Zhou Yali, Zhao Lina, Chen Yaqi, Dhanasekaran Solairaj, Chen Xifei, Zhang Xiaoyun, Yang Xiangzheng, Wu Maoyu, Song Yuanda, Zhang Hongyin
School of Food and Biological Engineering, Jiangsu University, Zhenjiang 212013, Jiangsu, People's Republic of China.
School of Food and Biological Engineering, Jiangsu University, Zhenjiang 212013, Jiangsu, People's Republic of China; Jinan Fruit Research Institute, All China Federation of Supply and Marketing Cooperatives, Jinan 250014, Shandong, People's Republic of China.
Int J Food Microbiol. 2024 Mar 2;413:110575. doi: 10.1016/j.ijfoodmicro.2024.110575. Epub 2024 Jan 15.
Brown rot, aspergillosis and soft rot are the primary diseases of postharvest peach fruit. Our study aimed to investigate the biocontrol effect of Wickerhamomyces anomalus on the primary postharvest diseases of peach fruit and to explore its underlying physiological mechanism. The findings demonstrated that W. anomalus had an obvious inhibitory effect on Monilinia fructicola, Aspergillus niger and Rhizopus stolonifer. At the same time, W. anomalus can grow stably on the wound and surface of peach fruit at 25 °C and 4 °C and can form biofilm. W. anomalus increased the activity of resistance-related enzymes such as PPO, POD, GLU and the content of secondary metabolites such as total phenols, flavonoids and lignin in peach. Furthermore, the application of W. anomalus led to a reduced MDA level in peach fruit and increased activity of the active oxygen-scavenging enzyme system. This increase involved various antioxidant defense enzymes such as SOD and CAT, as well as ascorbic acid-glutathione (AsA-GSH) enzymes, including APX, GPX, GR, DHAR, and MDHAR. Our findings demonstrate that W. anomalus exerts its biocontrol effect by growing rapidly, competing with pathogens for nutrition and space, and enhancing the disease resistance and antioxidative capabilities of the peach fruit.

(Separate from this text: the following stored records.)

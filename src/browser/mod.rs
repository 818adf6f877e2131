// src/browser/mod.rs

//! Browser automation collaborator boundary.
//!
//! The pipeline needs very little from a browser: navigate, a bounded
//! wait, selector queries over the rendered page, and the two input
//! primitives the login sequence uses. Timeouts and "not found" are
//! distinct, expected outcomes: a timeout is a transient error, an
//! empty query result is just an empty `Vec`.

#[cfg(test)]
pub mod testing;
pub mod webdriver;

use std::collections::BTreeMap;
use std::time::Duration;

use async_trait::async_trait;
use scraper::{ElementRef, Html, Selector};

use crate::error::{AppError, Result};

pub use webdriver::WebDriverBrowser;

/// A matched element, detached from the live page. Carries its outer
/// HTML so callers can run scoped sub-queries without another round trip.
#[derive(Debug, Clone, Default)]
pub struct Element {
    pub text: String,
    pub html: String,
    pub attrs: BTreeMap<String, String>,
}

impl Element {
    /// Build from a parsed element reference.
    pub fn from_element_ref(el: &ElementRef<'_>) -> Self {
        Self {
            text: el.text().collect::<String>(),
            html: el.html(),
            attrs: el
                .value()
                .attrs()
                .map(|(k, v)| (k.to_string(), v.to_string()))
                .collect(),
        }
    }

    pub fn attr(&self, name: &str) -> Option<&str> {
        self.attrs.get(name).map(String::as_str)
    }

    /// Select within this element's subtree.
    pub fn select(&self, selector: &str) -> Result<Vec<Element>> {
        let parsed = parse_selector(selector)?;
        let fragment = Html::parse_fragment(&self.html);
        Ok(fragment
            .select(&parsed)
            .map(|el| Element::from_element_ref(&el))
            .collect())
    }
}

/// Parse a CSS selector, mapping parse failures to a typed error.
pub fn parse_selector(selector: &str) -> Result<Selector> {
    Selector::parse(selector).map_err(|e| AppError::selector(selector, format!("{e:?}")))
}

/// Select against a full page source.
pub fn select_in_source(source: &str, selector: &str) -> Result<Vec<Element>> {
    let parsed = parse_selector(selector)?;
    let document = Html::parse_document(source);
    Ok(document
        .select(&parsed)
        .map(|el| Element::from_element_ref(&el))
        .collect())
}

/// The capabilities the pipeline requires from a browser driver.
#[async_trait]
pub trait Browser: Send + Sync {
    /// Load a URL and let the page settle.
    async fn navigate(&self, url: &str) -> Result<()>;

    /// Wait until `selector` matches at least one element, bounded by
    /// `timeout`. Expiry is a transient `ElementTimeout` error.
    async fn wait_for(&self, selector: &str, timeout: Duration) -> Result<()>;

    /// All elements currently matching `selector`; empty means not found.
    async fn query(&self, selector: &str) -> Result<Vec<Element>>;

    /// Clear and type into the first element matching `selector`.
    async fn fill(&self, selector: &str, text: &str) -> Result<()>;

    /// Click the first element matching `selector`.
    async fn click(&self, selector: &str) -> Result<()>;

    /// URL of the current page.
    async fn current_url(&self) -> Result<String>;

    /// Release the underlying driver session. Idempotent.
    async fn close(&self) -> Result<()>;
}
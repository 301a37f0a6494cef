use chrono::{DateTime, Utc};
use serde::{Deserialize, Serialize};
use std::collections::BTreeMap;

pub type NodeId = String;

#[derive(Debug, Clone, Serialize, Deserialize, PartialEq, Eq)]
pub enum Command {
    Join { name: NodeId, addr: String },
    Leave { name: NodeId },
    NoOp,
    Payload(Vec<u8>),
}

#[derive(Debug, Clone, Serialize, Deserialize, PartialEq, Eq)]
pub struct LogEntry {
    pub index: u64,
    pub term: u64,
    pub command: Command,
}

impl LogEntry {
    pub fn new(index: u64, term: u64, command: Command) -> Self {
        Self {
            index,
            term,
            command,
        }
    }
}

#[derive(Debug, Clone, Copy, Serialize, Deserialize, PartialEq, Eq, Default)]
pub enum Role {
    #[default]
    Follower,
    Candidate,
    Leader,
}

impl std::fmt::Display for Role {
    fn fmt(&self, f: &mut std::fmt::Formatter<'_>) -> std::fmt::Result {
        match self {
            Role::Follower => write!(f, "follower"),
            Role::Candidate => write!(f, "candidate"),
            Role::Leader => write!(f, "leader"),
        }
    }
}

#[derive(Debug, Clone, Serialize, Deserialize, PartialEq, Eq)]
pub struct PeerInfo {
    pub name: NodeId,
    pub addr: String,
}

/// Cluster membership: member name to the address its RPC endpoint listens on.
#[derive(Debug, Clone, Serialize, Deserialize, PartialEq, Eq, Default)]
pub struct ClusterConfig {
    members: BTreeMap<NodeId, String>,
}

impl ClusterConfig {
    pub fn new() -> Self {
        Self::default()
    }

    pub fn insert(&mut self, name: NodeId, addr: String) {
        self.members.insert(name, addr);
    }

    pub fn remove(&mut self, name: &str) -> bool {
        self.members.remove(name).is_some()
    }

    pub fn contains(&self, name: &str) -> bool {
        self.members.contains_key(name)
    }

    pub fn addr_of(&self, name: &str) -> Option<&str> {
        self.members.get(name).map(String::as_str)
    }

    pub fn len(&self) -> usize {
        self.members.len()
    }

    pub fn is_empty(&self) -> bool {
        self.members.is_empty()
    }

    pub fn quorum(&self) -> usize {
        self.members.len() / 2 + 1
    }

    pub fn names(&self) -> impl Iterator<Item = &NodeId> {
        self.members.keys()
    }

    /// Every member except `me`.
    pub fn peers_of<'a>(&'a self, me: &'a str) -> impl Iterator<Item = PeerInfo> + 'a {
        self.members
            .iter()
            .filter(move |(name, _)| name.as_str() != me)
            .map(|(name, addr)| PeerInfo {
                name: name.clone(),
                addr: addr.clone(),
            })
    }

    pub fn to_peer_list(&self) -> Vec<PeerInfo> {
        self.members
            .iter()
            .map(|(name, addr)| PeerInfo {
                name: name.clone(),
                addr: addr.clone(),
            })
            .collect()
    }

    pub fn from_peer_list(peers: &[PeerInfo]) -> Self {
        let mut config = Self::new();
        for peer in peers {
            config.insert(peer.name.clone(), peer.addr.clone());
        }
        config
    }
}

#[derive(Debug, Clone, Serialize, Deserialize)]
pub struct SnapshotSummary {
    pub last_index: u64,
    pub last_term: u64,
    pub size_bytes: usize,
    pub taken_at: DateTime<Utc>,
}

#[derive(Debug, Clone, Serialize, Deserialize, PartialEq, Eq)]
pub struct PeerProgress {
    pub name: NodeId,
    pub next_index: u64,
    pub match_index: u64,
}

#[derive(Debug, Clone, Serialize, Deserialize)]
pub struct NodeStatus {
    pub name: NodeId,
    pub role: Role,
    pub term: u64,
    pub leader: Option<NodeId>,
    pub commit_index: u64,
    pub last_applied: u64,
    pub start_index: u64,
    pub start_term: u64,
    pub last_log_index: u64,
    pub log_len: usize,
    pub members: Vec<PeerInfo>,
    pub snapshot: Option<SnapshotSummary>,
    /// Per-follower progress; empty unless this node leads.
    pub replication: Vec<PeerProgress>,
    pub storage_bytes: u64,
    pub halted: bool,
}

impl NodeStatus {
    pub fn is_leader(&self) -> bool {
        self.role == Role::Leader
    }
}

褐腐病、曲霉病和软腐病是桃采后果实的主要病害。本研究旨在探讨异常威克汉姆酵母对桃采后主要病害的生物防治效果,并探究其潜在的生理机制。研究结果表明,异常威克汉姆酵母对桃褐腐病菌、黑曲霉和匍枝根霉具有明显的抑制作用。同时,异常威克汉姆酵母在25℃和4℃下能在桃果实伤口和表面稳定生长并形成生物膜。异常威克汉姆酵母提高了桃果实中PPO、POD、GLU等抗性相关酶的活性以及总酚、黄酮类化合物和木质素等次生代谢产物的含量。此外,应用异常威克汉姆酵母可降低桃果实中丙二醛水平,并提高活性氧清除酶系统的活性。这种提高涉及多种抗氧化防御酶,如SOD和CAT,以及抗坏血酸-谷胱甘肽(AsA-GSH)酶,包括APX、GPX、GR、DHAR和MDHAR。我们的研究结果表明,异常威克汉姆酵母通过快速生长、与病原菌争夺营养和空间以及增强桃果实的抗病性和抗氧化能力来发挥其生物防治作用。